Uso de Polietigel® intra-orbitário em paciente com atrofia hemifacial progressiva: relato de caso

Use of intraorbital Polietigel® in a patient with progressive hemifacial atrophy: case report

Amilton de Almeida Sampaio Junior1; Fabrício Kafuri2; Silvana Artioli Schellini2; Romualdo Rossa3

DOI: 10.1590/S0004-27492004000200029

RESUMO

O objetivo é relatar o caso de portadora de atrofia hemifacial progressiva, atendida na Faculdade de Medicina de Botucatu-UNESP: A paciente do sexo feminino, 43 anos, branca, queixava-se de "afundamento" progressivo do olho esquerdo e região orbitária há aproximadamente 10 anos, com dor na região periorbitária ipsilateral e diminuição da acuidade visual. O exame tomográfico confirmou a hipótese e o tratamento foi feito com injeção de Polietigel® na órbita, com bom resultado estético e melhora da função palpebral. O Polietigel pode ser uma alternativa para o tratamento do enoftalmo na síndrome de Parry-Romberg.

Descritores: Enoftalmia; Acuidade visual; Hemiatrofia facial; Polietileno

ABSTRACT

The purpose is to report the case of a patient with progressive hemifacial atrophy assisted at the Faculdade de Medicina de Botucatu-UNESP: a 43-year-old white woman, complained of left progressive hemifacial and orbital fat atrophy starting 10 years ago.
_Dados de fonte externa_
//! Deterministic simulation module
//!
//! All gameplay logic lives here. This module must be pure and deterministic:
//! - Fixed timestep only
//! - Seeded RNG only
//! - No rendering or platform dependencies

pub mod collision;
pub mod physics;
pub mod state;
pub mod stream;
pub mod tick;

pub use collision::{Verdict, evaluate};
pub use state::{Avatar, GameEvent, GamePhase, GameState, PipePair};
pub use tick::{TickInput, tick};
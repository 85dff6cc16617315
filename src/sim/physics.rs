//! Avatar physics: gravity, flap impulses, clamped vertical motion
//!
//! Physics never fails. Out-of-range positions are reported by the
//! collision detector, not here.

use crate::assets::{BIRD_FRAME_COUNT, SpriteMetrics};
use crate::consts::*;

use super::state::Avatar;

impl Avatar {
    /// Apply the one-frame flap impulse. Callers gate on legality
    /// (`y > 0`); an illegal flap is silently ignored upstream, not an
    /// error.
    pub fn flap(&mut self) {
        self.vel_y = FLAP_IMPULSE;
    }

    /// Advance one tick: gravity unless a flap fired this frame, then the
    /// clamped position update.
    ///
    /// The step is clamped so that a large downward velocity cannot
    /// displace the avatar past the ground in a single tick. A hard stop,
    /// not a bounce; the ceiling clamps the same way.
    pub fn advance(&mut self, flapped: bool, metrics: &SpriteMetrics) {
        if !flapped && self.vel_y < MAX_FALL_SPEED {
            self.vel_y += GRAVITY;
        }
        let floor = GROUND_LINE - metrics.bird.h;
        let step = self.vel_y.min(floor - self.pos.y);
        self.pos.y = (self.pos.y + step).clamp(0.0, floor);
    }

    /// Advance the cyclic sprite frame on the fixed cadence, independent of
    /// physics.
    pub fn animate(&mut self, frame_counter: u64) {
        if frame_counter % ANIM_PERIOD_TICKS == 0 {
            self.frame = (self.frame + 1) % BIRD_FRAME_COUNT;
        }
    }
}

#[cfg(test)]
mod tests {
    use super::*;
    use proptest::prelude::*;

    fn metrics() -> SpriteMetrics {
        SpriteMetrics::CLASSIC
    }

    #[test]
    fn gravity_accumulates_linearly_from_rest() {
        let mut avatar = Avatar::new();
        avatar.pos.y = 0.0;
        avatar.vel_y = 0.0;

        let mut last_y = avatar.pos.y;
        for frame in 1..=5 {
            avatar.advance(false, &metrics());
            assert_eq!(avatar.vel_y, frame as f32 * GRAVITY);
            assert!(avatar.pos.y > last_y, "y must increase monotonically");
            last_y = avatar.pos.y;
        }
    }

    #[test]
    fn fall_speed_is_capped() {
        let mut avatar = Avatar::new();
        avatar.vel_y = 0.0;
        for _ in 0..100 {
            avatar.advance(false, &metrics());
        }
        assert_eq!(avatar.vel_y, MAX_FALL_SPEED);
    }

    #[test]
    fn flap_overrides_gravity_for_the_frame() {
        let mut avatar = Avatar::new();
        avatar.vel_y = MAX_FALL_SPEED;
        let y = avatar.pos.y;

        avatar.flap();
        avatar.advance(true, &metrics());
        assert_eq!(avatar.vel_y, FLAP_IMPULSE);
        assert_eq!(avatar.pos.y, y + FLAP_IMPULSE);

        // Next frame without a flap, gravity resumes
        avatar.advance(false, &metrics());
        assert_eq!(avatar.vel_y, FLAP_IMPULSE + GRAVITY);
    }

    #[test]
    fn ground_clamp_is_a_hard_stop() {
        let mut avatar = Avatar::new();
        let floor = GROUND_LINE - metrics().bird.h;
        avatar.pos.y = floor - 2.0;
        avatar.vel_y = 50.0;

        avatar.advance(false, &metrics());
        assert_eq!(avatar.pos.y, floor);

        // Once grounded the clamp holds position, it does not bounce
        avatar.advance(false, &metrics());
        assert_eq!(avatar.pos.y, floor);
    }

    #[test]
    fn animation_cycles_on_the_fixed_cadence() {
        let mut avatar = Avatar::new();
        let start = avatar.frame;

        for tick in 1..ANIM_PERIOD_TICKS {
            avatar.animate(tick);
            assert_eq!(avatar.frame, start);
        }
        avatar.animate(ANIM_PERIOD_TICKS);
        assert_eq!(avatar.frame, (start + 1) % BIRD_FRAME_COUNT);

        // Full cycle returns to the first frame
        for tick in (ANIM_PERIOD_TICKS + 1)..=(ANIM_PERIOD_TICKS * BIRD_FRAME_COUNT as u64) {
            avatar.animate(tick);
        }
        assert_eq!(avatar.frame, start);
    }

    proptest! {
        /// y stays inside [0, ground - bird height] after any advance,
        /// regardless of the incoming velocity.
        #[test]
        fn y_stays_in_bounds(
            y in 0.0f32..=384.0,
            vel in -1000.0f32..1000.0,
            flapped: bool,
        ) {
            let m = metrics();
            let mut avatar = Avatar::new();
            avatar.pos.y = y;
            avatar.vel_y = vel;
            avatar.advance(flapped, &m);
            let floor = GROUND_LINE - m.bird.h;
            prop_assert!(avatar.pos.y >= 0.0);
            prop_assert!(avatar.pos.y <= floor);
        }
    }
}
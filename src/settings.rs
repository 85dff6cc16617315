//! Player preferences
//!
//! Persisted separately from the high score. A missing or corrupt file
//! falls back to defaults; saving is best-effort.

use std::fs;
use std::path::Path;

use serde::{Deserialize, Serialize};

use crate::assets::BirdColor;

#[derive(Debug, Clone, PartialEq, Serialize, Deserialize)]
pub struct Settings {
    /// Selected avatar character
    pub character: BirdColor,
    /// Master volume (0.0 - 1.0)
    pub master_volume: f32,
    /// Sound effects volume (0.0 - 1.0)
    pub sfx_volume: f32,
    /// Mute all cues
    pub muted: bool,
}

impl Default for Settings {
    fn default() -> Self {
        Self {
            character: BirdColor::Red,
            master_volume: 0.8,
            sfx_volume: 1.0,
            muted: false,
        }
    }
}

impl Settings {
    /// Load from a JSON file, falling back to defaults
    pub fn load(path: &Path) -> Self {
        match fs::read_to_string(path) {
            Ok(json) => match serde_json::from_str(&json) {
                Ok(settings) => settings,
                Err(err) => {
                    log::warn!(
                        "corrupt settings file {} ({}), using defaults",
                        path.display(),
                        err
                    );
                    Self::default()
                }
            },
            Err(_) => Self::default(),
        }
    }

    /// Best-effort save
    pub fn save(&self, path: &Path) {
        if let Ok(json) = serde_json::to_string_pretty(self) {
            if let Err(err) = fs::write(path, json) {
                log::warn!("failed to save settings to {}: {}", path.display(), err);
            }
        }
    }

    /// Effective cue volume
    pub fn effective_volume(&self) -> f32 {
        if self.muted {
            0.0
        } else {
            (self.master_volume * self.sfx_volume).clamp(0.0, 1.0)
        }
    }
}
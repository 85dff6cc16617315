//! Screen flow, input commands, and the frame clock
//!
//! One thread owns input polling, simulation advance and rendering,
//! executed strictly in that order each tick. Blocking out the remainder
//! of a tick on the frame clock is the only place the thread waits. Quit
//! is observed at the top of a frame's input step, never mid-simulation.

use std::time::{Duration, Instant};

use crate::assets::AssetBundle;
use crate::audio::{AudioCue, AudioSink};
use crate::consts::*;
use crate::highscore::HighScoreStore;
use crate::present::{MenuView, Presenter, Snapshot};
use crate::settings::Settings;
use crate::sim::{self, GameEvent, GameState, TickInput};

/// Screen identifiers for the outer control-flow state machine
#[derive(Debug, Clone, Copy, PartialEq, Eq)]
pub enum ScreenId {
    Welcome,
    CharacterSelect,
    Gameplay,
}

/// Commands from the input collaborator (keyboard/controller/touch)
#[derive(Debug, Clone, Copy, PartialEq, Eq)]
pub enum Command {
    /// Primary action: start a round on the menu, flap during play
    Action,
    /// Freeze/unfreeze the simulation
    PauseToggle,
    /// Open character selection from the welcome screen
    OpenCharacterSelect,
    /// Cycle the highlighted character
    NextCharacter,
    PrevCharacter,
    /// Confirm the highlighted character
    Confirm,
    /// Tear down and exit
    Quit,
}

/// Source of the per-frame command stream
pub trait CommandSource {
    /// Commands that arrived since the previous frame
    fn poll(&mut self) -> Vec<Command>;
}

/// Fixed-rate frame clock. When a frame's work finishes early, [`wait`]
/// blocks until the next tick boundary.
///
/// [`wait`]: FrameClock::wait
pub struct FrameClock {
    period: Duration,
    next: Instant,
}

impl FrameClock {
    pub fn new(ticks_per_sec: u32) -> Self {
        let period = Duration::from_secs(1) / ticks_per_sec;
        Self {
            period,
            next: Instant::now() + period,
        }
    }

    /// Block out the remainder of the current tick
    pub fn wait(&mut self) {
        let now = Instant::now();
        if self.next > now {
            std::thread::sleep(self.next - now);
            self.next += self.period;
        } else {
            // Overran the boundary: resynchronize rather than rush to
            // catch up
            self.next = now + self.period;
        }
    }
}

/// Outer application: owns the screen state machine and wires the sim to
/// the presentation, audio and persistence collaborators.
pub struct App<'a> {
    assets: AssetBundle,
    settings: Settings,
    presenter: &'a mut dyn Presenter,
    audio: &'a mut dyn AudioSink,
    store: &'a mut dyn HighScoreStore,
    screen: ScreenId,
    round: Option<GameState>,
    seed: u64,
}

impl<'a> App<'a> {
    pub fn new(
        assets: AssetBundle,
        settings: Settings,
        presenter: &'a mut dyn Presenter,
        audio: &'a mut dyn AudioSink,
        store: &'a mut dyn HighScoreStore,
        seed: u64,
    ) -> Self {
        Self {
            assets,
            settings,
            presenter,
            audio,
            store,
            screen: ScreenId::Welcome,
            round: None,
            seed,
        }
    }

    pub fn settings(&self) -> &Settings {
        &self.settings
    }

    pub fn screen(&self) -> ScreenId {
        self.screen
    }

    /// Drive frames at the fixed tick rate until a quit command arrives
    pub fn run(&mut self, source: &mut dyn CommandSource) {
        let mut clock = FrameClock::new(TICKS_PER_SEC);
        loop {
            let commands = source.poll();
            if commands.contains(&Command::Quit) {
                log::info!("quit requested, shutting down");
                break;
            }
            self.frame(&commands);
            clock.wait();
        }
    }

    /// One frame: dispatch this tick's commands to the current screen,
    /// advance it, and render. `run` adds the clock; tests call this
    /// directly.
    pub fn frame(&mut self, commands: &[Command]) {
        match self.screen {
            ScreenId::Welcome => self.welcome_frame(commands),
            ScreenId::CharacterSelect => self.select_frame(commands),
            ScreenId::Gameplay => self.gameplay_frame(commands),
        }
    }

    fn welcome_frame(&mut self, commands: &[Command]) {
        for command in commands {
            match command {
                Command::Action => {
                    self.enter_gameplay();
                    return;
                }
                Command::OpenCharacterSelect => {
                    self.screen = ScreenId::CharacterSelect;
                    break;
                }
                _ => {}
            }
        }
        self.menu_frame();
    }

    fn select_frame(&mut self, commands: &[Command]) {
        for command in commands {
            match command {
                Command::NextCharacter => {
                    self.settings.character = self.settings.character.next();
                }
                Command::PrevCharacter => {
                    self.settings.character = self.settings.character.prev();
                }
                Command::Confirm => {
                    log::info!("character selected: {}", self.settings.character.name());
                    self.screen = ScreenId::Welcome;
                    break;
                }
                _ => {}
            }
        }
        self.menu_frame();
    }

    fn menu_frame(&mut self) {
        self.presenter.menu_frame(&MenuView {
            screen: self.screen,
            character: self.settings.character,
        });
    }

    fn enter_gameplay(&mut self) {
        let high_score = self.store.load();
        let seed = self.next_seed();
        log::info!("round start (seed {}, best {})", seed, high_score);
        self.round = Some(GameState::new(seed, high_score, self.assets.metrics));
        self.screen = ScreenId::Gameplay;
        self.audio.play(AudioCue::Swoosh);
    }

    fn gameplay_frame(&mut self, commands: &[Command]) {
        let Some(state) = self.round.as_mut() else {
            self.screen = ScreenId::Welcome;
            return;
        };

        let input = TickInput {
            flap: commands.contains(&Command::Action),
            pause: commands.contains(&Command::PauseToggle),
        };
        sim::tick(state, &input);

        let mut finished = false;
        for event in &state.events {
            match event {
                GameEvent::Flapped => self.audio.play(AudioCue::Flap),
                GameEvent::Scored { .. } => self.audio.play(AudioCue::Score),
                GameEvent::Hit => self.audio.play(AudioCue::Hit),
                GameEvent::LevelUp { level } => {
                    log::debug!("entering level {}", level);
                }
                GameEvent::NewHighScore { score } => self.store.save(*score),
                GameEvent::RoundEnded { score } => {
                    log::info!("round over, final score {}", score);
                    finished = true;
                }
            }
        }

        self.presenter.frame(&Snapshot::of(state));

        if finished {
            // Round state is destroyed here; the next round starts fresh
            self.round = None;
            self.screen = ScreenId::Welcome;
        }
    }

    /// Fresh seed per round (LCG step over the previous one)
    fn next_seed(&mut self) -> u64 {
        let seed = self.seed;
        self.seed = self
            .seed
            .wrapping_mul(6364136223846793005)
            .wrapping_add(1442695040888963407);
        seed
    }
}

#[cfg(test)]
mod tests {
    use super::*;
    use crate::audio::NullAudio;
    use crate::highscore::MemoryStore;
    use crate::present::NullPresenter;
    use crate::sim::GamePhase;

    fn harness() -> (NullPresenter, NullAudio, MemoryStore) {
        (NullPresenter, NullAudio, MemoryStore::default())
    }

    #[test]
    fn welcome_action_starts_a_round() {
        let (mut presenter, mut audio, mut store) = harness();
        let mut app = App::new(
            AssetBundle::classic(),
            Settings::default(),
            &mut presenter,
            &mut audio,
            &mut store,
            11,
        );

        assert_eq!(app.screen(), ScreenId::Welcome);
        app.frame(&[Command::Action]);
        assert_eq!(app.screen(), ScreenId::Gameplay);
        assert!(app.round.is_some());
    }

    #[test]
    fn character_select_cycles_and_confirms() {
        let (mut presenter, mut audio, mut store) = harness();
        let mut app = App::new(
            AssetBundle::classic(),
            Settings::default(),
            &mut presenter,
            &mut audio,
            &mut store,
            11,
        );

        app.frame(&[Command::OpenCharacterSelect]);
        assert_eq!(app.screen(), ScreenId::CharacterSelect);

        let start = app.settings().character;
        app.frame(&[Command::NextCharacter]);
        assert_eq!(app.settings().character, start.next());

        app.frame(&[Command::Confirm]);
        assert_eq!(app.screen(), ScreenId::Welcome);
        assert_eq!(app.settings().character, start.next());
    }

    #[test]
    fn round_end_returns_to_welcome_and_saves_a_beaten_best() {
        let (mut presenter, mut audio, mut store) = harness();
        store.save(3);
        let mut app = App::new(
            AssetBundle::classic(),
            Settings::default(),
            &mut presenter,
            &mut audio,
            &mut store,
            11,
        );

        app.frame(&[Command::Action]);
        {
            let state = app.round.as_mut().unwrap();
            assert_eq!(state.high_score, 3);
            state.score = 7;
            state.avatar.pos.y = crate::consts::GROUND_LINE;
        }

        // Collision frame plus the full round-over hold
        for _ in 0..=ROUND_OVER_TICKS {
            app.frame(&[]);
        }

        assert_eq!(app.screen(), ScreenId::Welcome);
        assert!(app.round.is_none());
        assert_eq!(store.load(), 7);
    }

    #[test]
    fn pause_freezes_the_round_until_toggled_again() {
        let (mut presenter, mut audio, mut store) = harness();
        let mut app = App::new(
            AssetBundle::classic(),
            Settings::default(),
            &mut presenter,
            &mut audio,
            &mut store,
            11,
        );

        app.frame(&[Command::Action]);
        app.frame(&[]);
        app.frame(&[Command::PauseToggle]);
        let frozen = app.round.as_ref().unwrap().frame_counter;
        assert_eq!(app.round.as_ref().unwrap().phase, GamePhase::Paused);

        for _ in 0..5 {
            app.frame(&[Command::Action]); // flaps ignored while paused
        }
        assert_eq!(app.round.as_ref().unwrap().frame_counter, frozen);

        app.frame(&[Command::PauseToggle]);
        assert_eq!(app.round.as_ref().unwrap().phase, GamePhase::Active);
    }

    #[test]
    fn frame_clock_blocks_until_the_tick_boundary() {
        let mut clock = FrameClock::new(100);
        let start = Instant::now();
        clock.wait();
        clock.wait();
        assert!(start.elapsed() >= Duration::from_millis(15));
    }

    #[test]
    fn per_round_seeds_differ() {
        let (mut presenter, mut audio, mut store) = harness();
        let mut app = App::new(
            AssetBundle::classic(),
            Settings::default(),
            &mut presenter,
            &mut audio,
            &mut store,
            11,
        );
        let a = app.next_seed();
        let b = app.next_seed();
        assert_ne!(a, b);
    }
}
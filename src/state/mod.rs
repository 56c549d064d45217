// Pure UI state: no DOM, no network. Components drive these and act on
// what they return.

pub mod auction_detail;
pub mod forms;
pub mod loadable;
pub mod modal;
pub mod profile;

pub use auction_detail::{delete_outcome, ActionIntent, AuctionDetailState, DetailEffect, FetchOutcome, ModalContent};
pub use forms::{validate_bid, validate_sign_in, BidError, FormError, SignUpForm};
pub use loadable::{Loadable, RequestSequence, RequestToken};
pub use modal::ModalHost;
pub use profile::{ProfileDraft, ProfileEditor, ProfileField, ProfileMode, ProfileSubmission};
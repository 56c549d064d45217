use yew::prelude::*;

#[derive(Properties, PartialEq)]
pub struct ModalProps {
    pub on_close: Callback<()>,
    #[prop_or_default]
    pub title: Option<AttrValue>,
    pub children: Children,
}

/// Overlay + centered panel. Only mounted while the host is open, so a
/// closed modal never sits on top of the page.
#[function_component(Modal)]
pub fn modal(props: &ModalProps) -> Html {
    let close = props.on_close.reform(|_: MouseEvent| ());
    let stop = Callback::from(|e: MouseEvent| e.stop_propagation());

    html! {
        <div class="modal active" role="dialog" aria-modal="true">
            <div class="modal-overlay" onclick={close.clone()}></div>
            <div class="modal-content" onclick={stop}>
                <div class="modal-header">
                    if let Some(title) = &props.title {
                        <h2>{title.clone()}</h2>
                    }
                    <button class="btn-close" onclick={close}>{"✕"}</button>
                </div>
                <div class="modal-body">
                    {props.children.clone()}
                </div>
            </div>
        </div>
    }
}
Pain was in the orbito-palpebral region and there was also visual impairment. Tomography confirmed the clinical hypothesis and the treatment was done using Polietigel® injected into the orbital cavity with good results. The authors propose Polietigel® to treat enophthalmos in Parry-Romberg's syndrome.

Keywords: Enophthalmos; Visual acuity; Facial hemiatrophy; Polyethylene


 

 

INTRODUÇÃO

A síndrome de Parry-Romberg (SPR) foi descrita por Parry, em 1825 e melhor estudada por Romberg, em 1846(1-2). Esta afecção já recebeu outras denominações, como hemiatrofia facial progressiva e atrofia hemifacial progressiva(1).

Tem início na adolescência em 75% dos casos, sendo mais freqüente no sexo feminino, na proporção de 3:2(3) ou, segundo outros, acomete igualmente os dois sexos(4). A hemiface esquerda é a mais atingida e o comprometimento bilateral é excepcional(5).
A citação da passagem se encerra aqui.